Your task
The lines from the one containing "pub fn truncate_for_embedding(text: &str, max_tokens: usize)" through the final line of the data below must be written out exactly, both included, and nothing more.

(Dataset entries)

------------------------------------------------------------

//! Embedding provider trait for generating vector embeddings from text.

use async_trait::async_trait;

use crate::error::Result;

/// A provider that generates vector embeddings from text input.
///
/// The same provider must be used for ingestion and querying: distances are
/// only comparable inside one embedding space. The default
/// [`embed_batch`](EmbeddingProvider::embed_batch) calls
/// [`embed`](EmbeddingProvider::embed) sequentially; backends with native
/// batching should override it.
#[async_trait]
pub trait EmbeddingProvider: Send + Sync {
    /// Generate an embedding vector for a single text input.
    async fn embed(&self, text: &str) -> Result<Vec<f32>>;

    /// Generate embedding vectors for a batch of text inputs, in input order.
    async fn embed_batch(&self, texts: &[&str]) -> Result<Vec<Vec<f32>>> {
        let mut results = Vec::with_capacity(texts.len());
        for text in texts {
            results.push(self.embed(text).await?);
        }
        Ok(results)
    }

    /// Return the dimensionality of embeddings produced by this provider.
    fn dimensions(&self) -> usize;

    /// Identifier of the embedding model, used in logs.
    fn model_name(&self) -> &str;
}

/// Cut `text` down to roughly `max_tokens` tokens, keeping the leading text.
///
/// Tokens are estimated as whitespace-separated words, with a hard cap of eight
/// characters per token so long unbroken strings are bounded too.
pub fn truncate_for_embedding(text: &str, max_tokens: usize) -> &str {
    let mut end = text.len();
    let mut words = 0usize;
    let mut in_word = false;
    for (idx, ch) in text.char_indices() {
        if ch.is_whitespace() {
            in_word = false;
            continue;
        }
        if !in_word {
            if words == max_tokens {
                end = idx;
                break;
            }
            words += 1;
            in_word = true;
        }
    }

    if let Some((idx, _)) = text.char_indices().nth(max_tokens.saturating_mul(8)) {
        end = end.min(idx);
    }

    text[..end].trim_end()
}

#[cfg(test)]
mod tests {
    use super::*;

    #[test]
    fn short_text_is_unchanged() {
        assert_eq!(truncate_for_embedding("the court held", 10), "the court held");
    }

    #[test]
    fn keeps_leading_words() {
        assert_eq!(truncate_for_embedding("one two three four five", 3), "one two three");
    }

    #[test]
    fn caps_unbroken_text_by_characters() {
        let text = "x".repeat(100);
        assert_eq!(truncate_for_embedding(&text, 5).len(), 40);
    }

    #[test]
    fn respects_multibyte_boundaries() {
        let text = "§".repeat(50);
        let cut = truncate_for_embedding(&text, 2);
        assert_eq!(cut.chars().count(), 16);
    }
}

------------------------------------------------------------

Solved problem
pub fn truncate_for_embedding(text: &str, max_tokens: usize) -> &str {
    let mut end = text.len();
    let mut words = 0usize;
    let mut in_word = false;
    for (idx, ch) in text.char_indices() {
        if ch.is_whitespace() {
            in_word = false;
            continue;
        }
        if !in_word {
            if words == max_tokens {
                end = idx;
                break;
            }
            words += 1;
            in_word = true;
        }
    }

    if let Some((idx, _)) = text.char_indices().nth(max_tokens.saturating_mul(8)) {
        end = end.min(idx);
    }

    text[..end].trim_end()
}

#[cfg(test)]
mod tests {
    use super::*;

    #[test]
    fn short_text_is_unchanged() {
        assert_eq!(truncate_for_embedding("the court held", 10), "the court held");
    }

    #[test]
    fn keeps_leading_words() {
        assert_eq!(truncate_for_embedding("one two three four five", 3), "one two three");
    }

    #[test]
    fn caps_unbroken_text_by_characters() {
        let text = "x".repeat(100);
        assert_eq!(truncate_for_embedding(&text, 5).len(), 40);
    }

    #[test]
    fn respects_multibyte_boundaries() {
        let text = "§".repeat(50);
        let cut = truncate_for_embedding(&text, 2);
        assert_eq!(cut.chars().count(), 16);
    }
}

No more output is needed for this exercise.